NextPool a dû relever un autre défi : « No Stress est le 1er produit créé pour être vendu directement aux particuliers via la vente en ligne et les canaux traditionnels mais avec une complète maîtrise de la politique tarifaire. Il nous a fallu rassurer le marché et nous rassurer aussi nous-mêmes. Nous n’avons jamais été aussi loin dans l’accompagnement des usagers : production de contenus vidéo, mise en place d’une hotline et d’un chat spécifiques pour répondre en live aux questions des internautes et création d’un outil de mesure des avis des premiers clients qui nous a permis d’améliorer le produit et de développer la version 1bis. »
Et de conclure : « Notre volonté est l’intégration, une bonne fois pour toutes, des objets connectés dans l’ensemble de nos familles de produits. Et le No Stress est le point de départ de cette stratégie. »
De la difficulté d’innover pour les entreprises traditionnelles
Ce n’est pas faute d’essayer mais l’innovation de rupture est difficile à développer pour les entreprises déjà bien établies. Elles sont confrontées à un lourd dilemme : comment concilier le fait de conserver des produits et un modèle économique qui leur ont permis de générer leur chiffre d’affaires jusqu’à présent tout en lançant des produits novateurs et en développant une activité qui n’existe pas encore mais qui sera probablement leur source de chiffre d’affaires de demain ? Sont-elles prêtes à accepter cette prise de risque et à perdre de l’argent ? D’autant plus que plus le produit à inventer est éloigné des produits habituels de l’entreprise, plus l’entreprise a besoin de nouvelles compétences et ressources (vente en ligne, livraison à domicile…).
Certaines entreprises parmi les plus innovantes y parviennent en trouvant un équilibre entre la production d’idées nouvelles et l’exploitation des idées passées qui ont fait leur preuve et qu’elles améliorent en permanence.
Un risque pour les entreprises traditionnelles ?

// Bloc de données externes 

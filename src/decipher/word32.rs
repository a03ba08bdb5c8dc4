use std::fmt;
use std::ops::{Add, BitOr, BitXor, Mul, Shl};

/// A 32-bit signed register with JavaScript `ToInt32` semantics.
///
/// Every operation wraps, so the value observed after each step is
/// always the one a JS engine would hold in an int32 slot.
#[derive(Clone, Copy, Default, PartialEq, Eq, Hash)]
pub struct Word32(i32);

impl Word32 {
  pub const fn new(value: i32) -> Self {
    Self(value)
  }

  /// Reinterprets an unsigned bit pattern, e.g. a hex constant above
  /// `i32::MAX`.
  pub const fn from_bits(bits: u32) -> Self {
    Self(bits as i32)
  }

  /// Keeps the low 32 bits of `n` and reads them as signed.
  pub const fn normalize(n: i64) -> Self {
    Self(n as i32)
  }

  pub const fn get(self) -> i32 {
    self.0
  }

  pub const fn bits(self) -> u32 {
    self.0 as u32
  }

  pub const fn wrapping_add(self, rhs: Self) -> Self {
    Self(self.0.wrapping_add(rhs.0))
  }

  pub const fn wrapping_mul(self, rhs: Self) -> Self {
    Self(self.0.wrapping_mul(rhs.0))
  }

  pub const fn xor(self, rhs: Self) -> Self {
    Self(self.0 ^ rhs.0)
  }

  /// `<<` with the shift count masked to 5 bits, as in JS.
  pub const fn shift_left(self, n: u32) -> Self {
    Self(self.0.wrapping_shl(n))
  }

  /// `>>>`: shifts the unsigned bit pattern, then reads it back as signed.
  pub const fn unsigned_shift_right(self, n: u32) -> Self {
    Self::from_bits(self.bits().wrapping_shr(n))
  }

  pub const fn rotate_left(self, n: u32) -> Self {
    Self::from_bits(self.bits().rotate_left(n))
  }

  pub const fn low_byte(self) -> u8 {
    self.0 as u8
  }
}

impl From<i32> for Word32 {
  fn from(value: i32) -> Self {
    Self(value)
  }
}

impl Add for Word32 {
  type Output = Self;

  fn add(self, rhs: Self) -> Self {
    self.wrapping_add(rhs)
  }
}

impl Mul for Word32 {
  type Output = Self;

  fn mul(self, rhs: Self) -> Self {
    self.wrapping_mul(rhs)
  }
}

impl BitXor for Word32 {
  type Output = Self;

  fn bitxor(self, rhs: Self) -> Self {
    self.xor(rhs)
  }
}

impl BitOr for Word32 {
  type Output = Self;

  fn bitor(self, rhs: Self) -> Self {
    Self(self.0 | rhs.0)
  }
}

impl Shl<u32> for Word32 {
  type Output = Self;

  fn shl(self, n: u32) -> Self {
    self.shift_left(n)
  }
}

impl fmt::Debug for Word32 {
  fn fmt(&self, f: &mut fmt::Formatter<'_>) -> fmt::Result {
    write!(f, "Word32({} / {:#010x})", self.0, self.bits())
  }
}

Non, bien au contraire. L’arrivée de ces start-ups ouvre même de nouvelles perspectives de développement. Nouvelles idées, nouvelles compétences, nouvelles synergies, nouvelle vision du marché, nouveau modèle économique, autant de qualités qui peuvent intéresser tant les grands groupes que les PME. Car ces start-ups sont fragiles. Pour réussir sur un marché aussi spécifique que celui de la piscine, ces entreprises doivent s’appuyer sur une bonne connaissance du client et une expérience du marché. Pour accélérer la commercialisation de son produit, Ondilo a opté pour un partenariat de distribution avec SCP qui dispose d’une « grosse culture dans les réseaux professionnels ».
Blue Riiots, pour sa part, s’est heurté au problème de l’expansion internationale et à la nécessité de s’adapter aux réglementations et aux spécificités de chaque marché. Un sérieux frein à son développement levé par l’intégration au groupe Fluidra, « une entreprise internationale bien implantée en Amérique du Sud, en Australie, et avec le rachat de Zodiac, aux États-Unis. »
Est-il possible d’insuffler un esprit start-up dans votre entreprise ?
Oui, à condition que vous soyez prêt à faire évoluer votre organisation et à modifier votre mode de fonctionnement. Car l’esprit start-up nécessite la transformation digitale de votre entreprise pour une amélioration permanente de vos process de travail. C’est un « facteur primordial d’efficacité opérationnelle, une source de croissance et de rentabilité ».
Elle implique :
- de développer une culture de l’innovation : permettre à tous vos collaborateurs de créer de la valeur en les impliquant, par exemple, dans l’amélioration de vos process (organisation des chantiers, gestion des déchets, des stocks, etc.) ;
- de rendre l’entreprise plus réactive, plus “agile” en écrasant votre organigramme et en facilitant la coopération et la collaboration entre les personnes et les services ;
- de renforcer l’esprit d’équipe en offrant des services partagés (comme dans les start-ups : espace détente, accès à une salle de sport, coin cuisine) et par la transparence ;
- d’intéresser vos salariés aux résultats.